▸ **Activity**:
Transcribe the records from the line containing "bar belongs to." onward, up to and including the final line, exactly and without anything else.

▸ **Raw data**:
== == ==

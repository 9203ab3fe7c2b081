//! Rule parameters and their validation.

use serde::{Deserialize, Serialize};
use thiserror::Error;

/// Configuration errors. Fatal, raised before any simulation or trial runs.
#[derive(Debug, Clone, PartialEq, Error)]
pub enum ParamError {
    #[error("invalid parameters: {field} = {value} must lie in {expected}")]
    OutOfRange {
        field: &'static str,
        value: f64,
        expected: &'static str,
    },
    #[error("invalid parameters: horizon must be at least 1 bar")]
    ZeroHorizon,
    #[error("invalid parameters: trial count must be at least 1")]
    ZeroTrials,
    #[error("invalid parameters: range for {field} is inverted ({min} > {max})")]
    InvertedRange {
        field: &'static str,
        min: f64,
        max: f64,
    },
}

/// Parameters of the drawdown/recovery rule. Immutable per simulation run.
#[derive(Debug, Clone, Copy, PartialEq, Serialize, Deserialize)]
pub struct RuleParameters {
    /// Fraction below the reference open that qualifies as a drop, in (0, 1).
    pub drop_threshold: f64,
    /// Gain above the event low that counts as recovery, in (0, ∞).
    pub gain_threshold: f64,
    /// Loss below the event low that stops the position out, in (0, 1).
    /// `None` disables the stop-loss.
    pub stop_loss_threshold: Option<f64>,
    /// Number of forward bars examined after an event.
    pub horizon: usize,
}

impl RuleParameters {
    pub fn validate(&self) -> Result<(), ParamError> {
        check_unit_open("drop_threshold", self.drop_threshold)?;
        check_positive("gain_threshold", self.gain_threshold)?;
        if let Some(stop) = self.stop_loss_threshold {
            check_unit_open("stop_loss_threshold", stop)?;
        }
        if self.horizon == 0 {
            return Err(ParamError::ZeroHorizon);
        }
        Ok(())
    }
}

/// Reject anything outside the open interval (0, 1), NaN included.
pub fn check_unit_open(field: &'static str, value: f64) -> Result<(), ParamError> {
    if value > 0.0 && value < 1.0 {
        Ok(())
    } else {
        Err(ParamError::OutOfRange {
            field,
            value,
            expected: "(0, 1)",
        })
    }
}

/// Reject anything that is not a finite positive number.
pub fn check_positive(field: &'static str, value: f64) -> Result<(), ParamError> {
    if value.is_finite() && value > 0.0 {
        Ok(())
    } else {
        Err(ParamError::OutOfRange {
            field,
            value,
            expected: "(0, inf)",
        })
    }
}

#[cfg(test)]
mod tests {
    use super::*;

    fn params() -> RuleParameters {
        RuleParameters {
            drop_threshold: 0.05,
            gain_threshold: 0.02,
            stop_loss_threshold: Some(0.03),
            horizon: 5,
        }
    }

    #[test]
    fn valid_parameters_pass() {
        assert!(params().validate().is_ok());
    }

    #[test]
    fn gain_above_one_is_allowed() {
        let p = RuleParameters {
            gain_threshold: 1.5,
            ..params()
        };
        assert!(p.validate().is_ok());
    }

    #[test]
    fn drop_outside_unit_interval_rejected() {
        for bad in [0.0, 1.0, -0.1, f64::NAN] {
            let p = RuleParameters {
                drop_threshold: bad,
                ..params()
            };
            assert!(matches!(
                p.validate(),
                Err(ParamError::OutOfRange { field: "drop_threshold", .. })
            ));
        }
    }

    #[test]
    fn disabled_stop_loss_is_valid() {
        let p = RuleParameters {
            stop_loss_threshold: None,
            ..params()
        };
        assert!(p.validate().is_ok());
    }

    #[test]
    fn zero_horizon_rejected() {
        let p = RuleParameters {
            horizon: 0,
            ..params()
        };
        assert_eq!(p.validate(), Err(ParamError::ZeroHorizon));
    }
}
//! ReboundLab Runner: parameter search, walk-forward validation, reports.
//!
//! This crate builds on `reboundlab-core` to provide:
//! - Window loading with forward extension and empty-data fallback
//! - Seeded Monte Carlo search over the rule's thresholds
//! - Walk-forward validation across independent instruments
//! - TOML run configuration
//! - CSV and JSON report export

pub mod config;
pub mod data_loader;
pub mod export;
pub mod search;
pub mod walk_forward;

pub use config::{ConfigError, RunConfig, SearchSection};
pub use data_loader::{load_exact, load_window, LoadedWindow};
pub use export::{
    export_best_params_csv, export_events_csv, export_json, export_outcomes_csv,
    export_summary_csv, export_trades_csv, import_json, save_report, save_simulation, ExportError,
};
pub use search::{
    best_trial, run_trial, run_trials, search, BestParameters, ParamRange, SearchConfig,
    SearchError, SearchSpace, SearchTrial,
};
pub use walk_forward::{
    run_walk_forward, validation_window, AggregateSummary, InstrumentResult, ValidationResult,
    WalkForwardConfig, WalkForwardError, WalkForwardReport, WindowSpec,
};

#[cfg(test)]
mod send_sync_checks {
    use super::*;

    fn assert_send<T: Send>() {}
    fn assert_sync<T: Sync>() {}

    #[test]
    fn search_types_are_send_sync() {
        assert_send::<SearchConfig>();
        assert_sync::<SearchConfig>();
        assert_send::<BestParameters>();
        assert_sync::<BestParameters>();
    }

    #[test]
    fn walk_forward_config_is_send_sync() {
        assert_send::<WalkForwardConfig>();
        assert_sync::<WalkForwardConfig>();
    }

    #[test]
    fn walk_forward_report_is_send_sync() {
        assert_send::<WalkForwardReport>();
        assert_sync::<WalkForwardReport>();
    }

    #[test]
    fn run_config_is_send_sync() {
        assert_send::<RunConfig>();
        assert_sync::<RunConfig>();
    }
}
//! PriceBar: the fundamental market data unit.

use chrono::{Duration, NaiveDate, NaiveDateTime};
use serde::{Deserialize, Serialize};

/// Longest forward extension of a fetch window, in calendar days.
pub const MAX_LOOKAHEAD_DAYS: i64 = 36_525;

/// Sampling interval of a price series.
///
/// The resolver is unit-agnostic; the interval only matters for the
/// elapsed-time forward window and for sizing fetch windows.
#[derive(Debug, Clone, Copy, PartialEq, Eq, Hash, Default, Serialize, Deserialize)]
#[serde(rename_all = "snake_case")]
pub enum Interval {
    #[default]
    Day,
    Minute,
}

impl Interval {
    /// Length of one interval step.
    pub fn unit(&self) -> Duration {
        match self {
            Self::Day => Duration::days(1),
            Self::Minute => Duration::minutes(1),
        }
    }

    /// Calendar days to fetch past a window end so that `horizon` forward
    /// bars are normally available.
    ///
    /// Daily bars skip weekends and holidays, so the span is doubled. Minute
    /// bars cover roughly 390 per regular session. Capped at
    /// [`MAX_LOOKAHEAD_DAYS`].
    pub fn lookahead_days(&self, horizon: usize) -> i64 {
        let horizon = i64::try_from(horizon).unwrap_or(i64::MAX);
        let days = match self {
            Self::Day => horizon.saturating_mul(2).saturating_add(3),
            Self::Minute => horizon.saturating_add(389) / 390 + 3,
        };
        days.min(MAX_LOOKAHEAD_DAYS)
    }

    pub fn as_str(&self) -> &'static str {
        match self {
            Self::Day => "1d",
            Self::Minute => "1m",
        }
    }
}

impl std::fmt::Display for Interval {
    fn fmt(&self, f: &mut std::fmt::Formatter<'_>) -> std::fmt::Result {
        f.write_str(self.as_str())
    }
}

impl std::str::FromStr for Interval {
    type Err = String;

    fn from_str(s: &str) -> Result<Self, Self::Err> {
        match s {
            "1d" | "day" | "daily" => Ok(Self::Day),
            "1m" | "minute" => Ok(Self::Minute),
            other => Err(format!("unknown interval '{other}' (expected 1d or 1m)")),
        }
    }
}

/// OHLCV bar for a single instrument over one sampling interval.
///
/// Daily bars carry a midnight timestamp.
#[derive(Debug, Clone, PartialEq, Serialize, Deserialize)]
pub struct PriceBar {
    pub timestamp: NaiveDateTime,
    pub open: f64,
    pub high: f64,
    pub low: f64,
    pub close: f64,
    pub volume: u64,
}

impl PriceBar {
    /// Calendar day the bar belongs to.
    pub fn date(&self) -> NaiveDate {
        self.timestamp.date()
    }

    /// Returns true if any OHLC field is NaN (void bar).
    pub fn is_void(&self) -> bool {
        self.open.is_nan() || self.high.is_nan() || self.low.is_nan() || self.close.is_nan()
    }

    /// Basic OHLC sanity check: high >= low, high >= open, high >= close, etc.
    pub fn is_sane(&self) -> bool {
        if self.is_void() {
            return false;
        }
        self.high >= self.low
            && self.high >= self.open
            && self.high >= self.close
            && self.low <= self.open
            && self.low <= self.close
            && self.open > 0.0
            && self.close > 0.0
    }
}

== == ==

▸ **Your response**:
    /// Calendar day the bar belongs to.
    pub fn date(&self) -> NaiveDate {
        self.timestamp.date()
    }

    /// Returns true if any OHLC field is NaN (void bar).
    pub fn is_void(&self) -> bool {
        self.open.is_nan() || self.high.is_nan() || self.low.is_nan() || self.close.is_nan()
    }

    /// Basic OHLC sanity check: high >= low, high >= open, high >= close, etc.
    pub fn is_sane(&self) -> bool {
        if self.is_void() {
            return false;
        }
        self.high >= self.low
            && self.high >= self.open
            && self.high >= self.close
            && self.low <= self.open
            && self.low <= self.close
            && self.open > 0.0
            && self.close > 0.0
    }
}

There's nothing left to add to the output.